Monday, July 23rd, 2007 at 12:00 am

wine and cheeseRead a label from any red wine bottle and you’ll always see a recommendation saying that the wine is good with "all cheeses". Have you ever wondered why this is so? For centuries, this traditional pairing of red wine, or any kind of wine for that matter, and cheese has always been seen as all natural. It’s considered a classic combination which for years has been romanticized in novels and poems, in theaters and movies. 

The reason probably lies on the flavor. When paired with each other, both wine and cheese will retain their own distinct flavors with neither one masking the other. Regardless of the wine or the kind of cheese, it is guaranteed that you will taste the individual flavor and texture of the cheese independent of the flavor and texture of the wine. Another reason might be because both are products of fermentation which can result to having very similar or familiar foundations on taste and standards.

However, pairing the right kind of wine to the right kind of cheese is not as easy a task that one might think. On the contrary, it can be a very arduous task and you can end up downing a whole bottle of wine just figuring out which cheese would be the best one to go with it. Judging the combination is also highly subjective. So don’t go expecting that your personal choice of cheese will be accepted by peers or fellow wine connoisseurs.

Nevertheless, there are some basic guidelines for pairing wines and cheeses which have been a result of numerous experimentations. Again these are mere guidelines and are not strict codes that will dictate how you drink your wine. Conduct your own experimentations and see what pairing is best for your taste.

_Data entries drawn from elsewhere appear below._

// Copyright (c) 2024-2026 Martin Schröder <info@swedishembedded.com>
//
// SPDX-License-Identifier: MIT
use std::collections::HashMap;
use std::sync::Arc;

use crate::{Tool, ToolCall, ToolOutput};

/// A tool schema handed to the model's function-calling API.
#[derive(Debug, Clone)]
pub struct ToolSchema {
    pub name: String,
    pub description: String,
    pub parameters: serde_json::Value,
}

/// Central registry of the fixed tool catalogue (§4.8). Non-main groups see
/// six tools; the main group additionally sees `register_group`.
pub struct ToolRegistry {
    tools: HashMap<String, Arc<dyn Tool>>,
}

impl ToolRegistry {
    pub fn new() -> Self {
        Self { tools: HashMap::new() }
    }

    pub fn register(&mut self, tool: impl Tool + 'static) {
        self.tools.insert(tool.name().to_string(), Arc::new(tool));
    }

    pub fn get(&self, name: &str) -> Option<Arc<dyn Tool>> {
        self.tools.get(name).cloned()
    }

    /// Schemas visible to a caller, filtered by `is_main`.
    pub fn schemas_for(&self, is_main: bool) -> Vec<ToolSchema> {
        let mut schemas: Vec<ToolSchema> = self
            .tools
            .values()
            .filter(|t| is_main || !t.main_only())
            .map(|t| ToolSchema {
                name: t.name().to_string(),
                description: t.description().to_string(),
                parameters: t.parameters_schema(),
            })
            .collect();
        schemas.sort_by(|a, b| a.name.cmp(&b.name));
        schemas
    }

    /// Execute a call. Unknown names and main-only violations both surface as
    /// `{error: "..."}` responses rather than an `Err`, per §4.8.
    pub async fn execute(&self, call: &ToolCall) -> ToolOutput {
        match self.tools.get(&call.name) {
            Some(tool) if tool.main_only() && !call.is_main => {
                ToolOutput::error(&call.id, &call.name, "Permission denied")
            }
            Some(tool) => tool.execute(call).await,
            None => ToolOutput::error(&call.id, &call.name, format!("Unknown function: {}", call.name)),
        }
    }

    pub fn names_for(&self, is_main: bool) -> Vec<String> {
        let mut names: Vec<String> = self
            .tools
            .values()
            .filter(|t| is_main || !t.main_only())
            .map(|t| t.name().to_string())
            .collect();
        names.sort();
        names
    }
}

impl Default for ToolRegistry {
    fn default() -> Self {
        Self::new()
    }
}

// ─── Unit tests ──────────────────────────────────────────────────────────────

#[cfg(test)]
mod tests {
    use async_trait::async_trait;
    use serde_json::{json, Value};

    use super::*;
    use crate::tool::{Tool, ToolCall, ToolOutput};

    struct EchoTool {
        name: &'static str,
        main_only: bool,
    }

    #[async_trait]
    impl Tool for EchoTool {
        fn name(&self) -> &str {
            self.name
        }
        fn description(&self) -> &str {
            "echoes its input"
        }
        fn parameters_schema(&self) -> Value {
            json!({ "type": "object" })
        }
        fn main_only(&self) -> bool {
            self.main_only
        }
        async fn execute(&self, call: &ToolCall) -> ToolOutput {
            ToolOutput::ok(&call.id, &call.name, json!({"echo": call.args}))
        }
    }

    fn call(name: &str, is_main: bool) -> ToolCall {
        ToolCall {
            id: "1".into(),
            name: name.into(),
            args: json!({}),
            group_folder: "main".into(),
            chat_id: "c1".into(),
            is_main,
        }
    }

    #[test]
    fn register_and_get() {
        let mut reg = ToolRegistry::new();
        reg.register(EchoTool { name: "echo", main_only: false });
        assert!(reg.get("echo").is_some());
    }

    #[test]
    fn schemas_for_non_main_excludes_main_only_tool() {
        let mut reg = ToolRegistry::new();
        reg.register(EchoTool { name: "register_group", main_only: true });
        reg.register(EchoTool { name: "set_preference", main_only: false });
        let schemas = reg.schemas_for(false);
        assert_eq!(schemas.len(), 1);
        assert_eq!(schemas[0].name, "set_preference");
    }

    #[test]
    fn schemas_for_main_includes_main_only_tool() {
        let mut reg = ToolRegistry::new();
        reg.register(EchoTool { name: "register_group", main_only: true });
        let schemas = reg.schemas_for(true);
        assert_eq!(schemas.len(), 1);
    }

    #[tokio::test]
    async fn execute_main_only_tool_from_non_main_is_denied() {
        let mut reg = ToolRegistry::new();
        reg.register(EchoTool { name: "register_group", main_only: true });
        let out = reg.execute(&call("register_group", false)).await;
        assert_eq!(out.response["error"], "Permission denied");
    }

    #[tokio::test]
    async fn execute_main_only_tool_from_main_succeeds() {
        let mut reg = ToolRegistry::new();
        reg.register(EchoTool { name: "register_group", main_only: true });
        let out = reg.execute(&call("register_group", true)).await;
        assert!(!out.is_error());
    }

    #[tokio::test]
    async fn execute_unknown_tool_returns_named_error() {
        let reg = ToolRegistry::new();
        let out = reg.execute(&call("missing", true)).await;
        assert_eq!(out.response["error"], "Unknown function: missing");
    }

    #[test]
    fn registering_same_name_twice_overwrites() {
        let mut reg = ToolRegistry::new();
        reg.register(EchoTool { name: "t", main_only: false });
        reg.register(EchoTool { name: "t", main_only: false });
        assert_eq!(reg.names_for(true).len(), 1);
    }
}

Generally, however, hard cheeses taste well when paired with wines that have the higher the degree of tannin. The harder the cheese the more tannic the red wine should be. This is actually a broad generalization but has proved to be accurate in a number of times. For whites, the usual choice of cheese are the creamy ones. And this time, the whiter the cheese the crispier and fruitier the choice of wine should be. Also, it seems most wine experts are in agreement that hard cheeses are more versatile than creamier ones, and that high-acid white wines are the most adaptable type of wines.

Specifically, dry white wines that are light to medium bodied such as Rose, Sauvignon Blanc, non-oaked Chardonnay, Riesling, Pinot Blanc, and Lighter Champagne or Sparkling wines are best paired with fresh cream based cheese with no rind like mozzarella cheese, fontina, chevre, crottin, Ricotta, Monterey Jack, Barbu, and Knockalara.

Wines like Bordeaux Reds, Cabernet Sauvignon, Cabernet Franc, Merlot, Shiraz, Malbec, Ribera del Duero, and Grenache or any full bodied dry red seems to work well with waxed or oiled hard cheeses the likes of which include Parmigiano Reggiano cheese, Ricotta Salata, Romano, Old Gouda, Old Cheddar, Aged Chesire, Iberico, Mahon, and Roncal.